Search code examples
encodingutf-8web-scrapingreadfilepython-3.6

unable to open html file with Chinese character


everyone, i run into a trouble when trying to open a HTML file containing Chinese characters, here is the code

#problem with chinese character
file =wget.download("http://nba.stats.qq.com/player/list.htm#teamId=1")
with open(file,encoding ='utf-8') as f:
    html = f.read()
    print(html) 

However in the output I get error as follows

    319         # decode input (taking the buffer into account)
    320         data = self.buffer + input
--> 321         (result, consumed) = self._buffer_decode(data, self.errors, final)
    322         # keep undecoded input until the next call
    323         self.buffer = data[consumed:]
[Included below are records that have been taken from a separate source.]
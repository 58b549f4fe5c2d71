pub mod applicant;
pub mod common;
pub mod employer;
pub mod shared;

pub use applicant::*;
pub use common::*;
pub use employer::*;
pub use shared::*;
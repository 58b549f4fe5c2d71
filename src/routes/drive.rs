use axum::{
    extract::{Path, Query, State},
    response::{IntoResponse, Json},
};

use crate::{
    dto::drive_dto::{DriveAudioFile, DriveFile, DriveFileList, DriveFilesResponse, MusicSearchQuery},
    error::{Error, Result},
    services::drive_service::DriveService,
    AppState,
};

pub(crate) fn drive(state: &AppState) -> Result<&DriveService> {
    state
        .drive_service
        .as_ref()
        .ok_or_else(|| Error::ServiceUnavailable("Google Drive is not configured".to_string()))
}

#[utoipa::path(
    get,
    path = "/drive/folders/{id}",
    params(
        ("id" = String, Path, description = "Drive folder id")
    ),
    responses(
        (status = 200, description = "Files in the folder", body = Json<DriveFilesResponse<DriveFile>>),
        (status = 503, description = "Drive is not configured")
    )
)]
#[axum::debug_handler]
pub async fn list_folder(
    State(state): State<AppState>,
    Path(id): Path<String>,
) -> Result<impl IntoResponse> {
    let files = drive(&state)?.list_folder(&id).await?;
    Ok(Json(DriveFilesResponse { files }))
}

#[utoipa::path(
    get,
    path = "/drive/folders/{id}/audio",
    params(
        ("id" = String, Path, description = "Drive folder id")
    ),
    responses(
        (status = 200, description = "Audio files with embedded covers", body = Json<DriveFilesResponse<DriveAudioFile>>),
        (status = 503, description = "Drive is not configured")
    )
)]
#[axum::debug_handler]
pub async fn list_folder_audio(
    State(state): State<AppState>,
    Path(id): Path<String>,
) -> Result<impl IntoResponse> {
    let files = drive(&state)?
        .list_audio_with_embedded_thumbnails(&id)
        .await?;
    Ok(Json(DriveFilesResponse { files }))
}

#[utoipa::path(
    get,
    path = "/drive/music/search",
    params(
        ("folderId" = String, Query, description = "Folder to search in"),
        ("query" = String, Query, description = "Name fragment, at least 2 characters"),
        ("pageSize" = Option<u32>, Query, description = "Page size, clamped to 5..=50"),
        ("pageToken" = Option<String>, Query, description = "Continuation token")
    ),
    responses(
        (status = 200, description = "Matching audio files", body = Json<DriveFileList>),
        (status = 400, description = "Missing folderId or query too short"),
        (status = 503, description = "Drive is not configured")
    )
)]
#[axum::debug_handler]
pub async fn search_music(
    State(state): State<AppState>,
    Query(query): Query<MusicSearchQuery>,
) -> Result<impl IntoResponse> {
    let search = query.into_search()?;
    let result = drive(&state)?.search_audio(&search).await?;
    Ok(Json(result))
}
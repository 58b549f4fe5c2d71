pub mod contest_dto;
pub mod drive_dto;
pub mod library_dto;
UnicodeDecodeError: 'utf-8' codec can't decode byte 0xcc in position 535: invalid continuation byte

I searched for a while , and i saw some similar issues, but the solutions seems to use latin-1, which is obvious not the case here, I'm not sure how which encoding to use?

any suggestions? thanks ~


Solution

  • The page you are referring to is not encoded in UTF-8 encoding, but in GBK. You can tell by looking at the header:

    <meta charset="GBK">
    

    If you specify encoding='gbk' it'll work.

    On another note, I would opt for not using wget unless you have to, and instead going with urllib which comes with the Python Standard Library. It also saved the disk write, and the code is simpler:

    import urllib.request
    
    with urllib.request.urlopen("http://nba.stats.qq.com/player/list.htm") as file:
        html = file.read()
        print(html.decode('gbk'))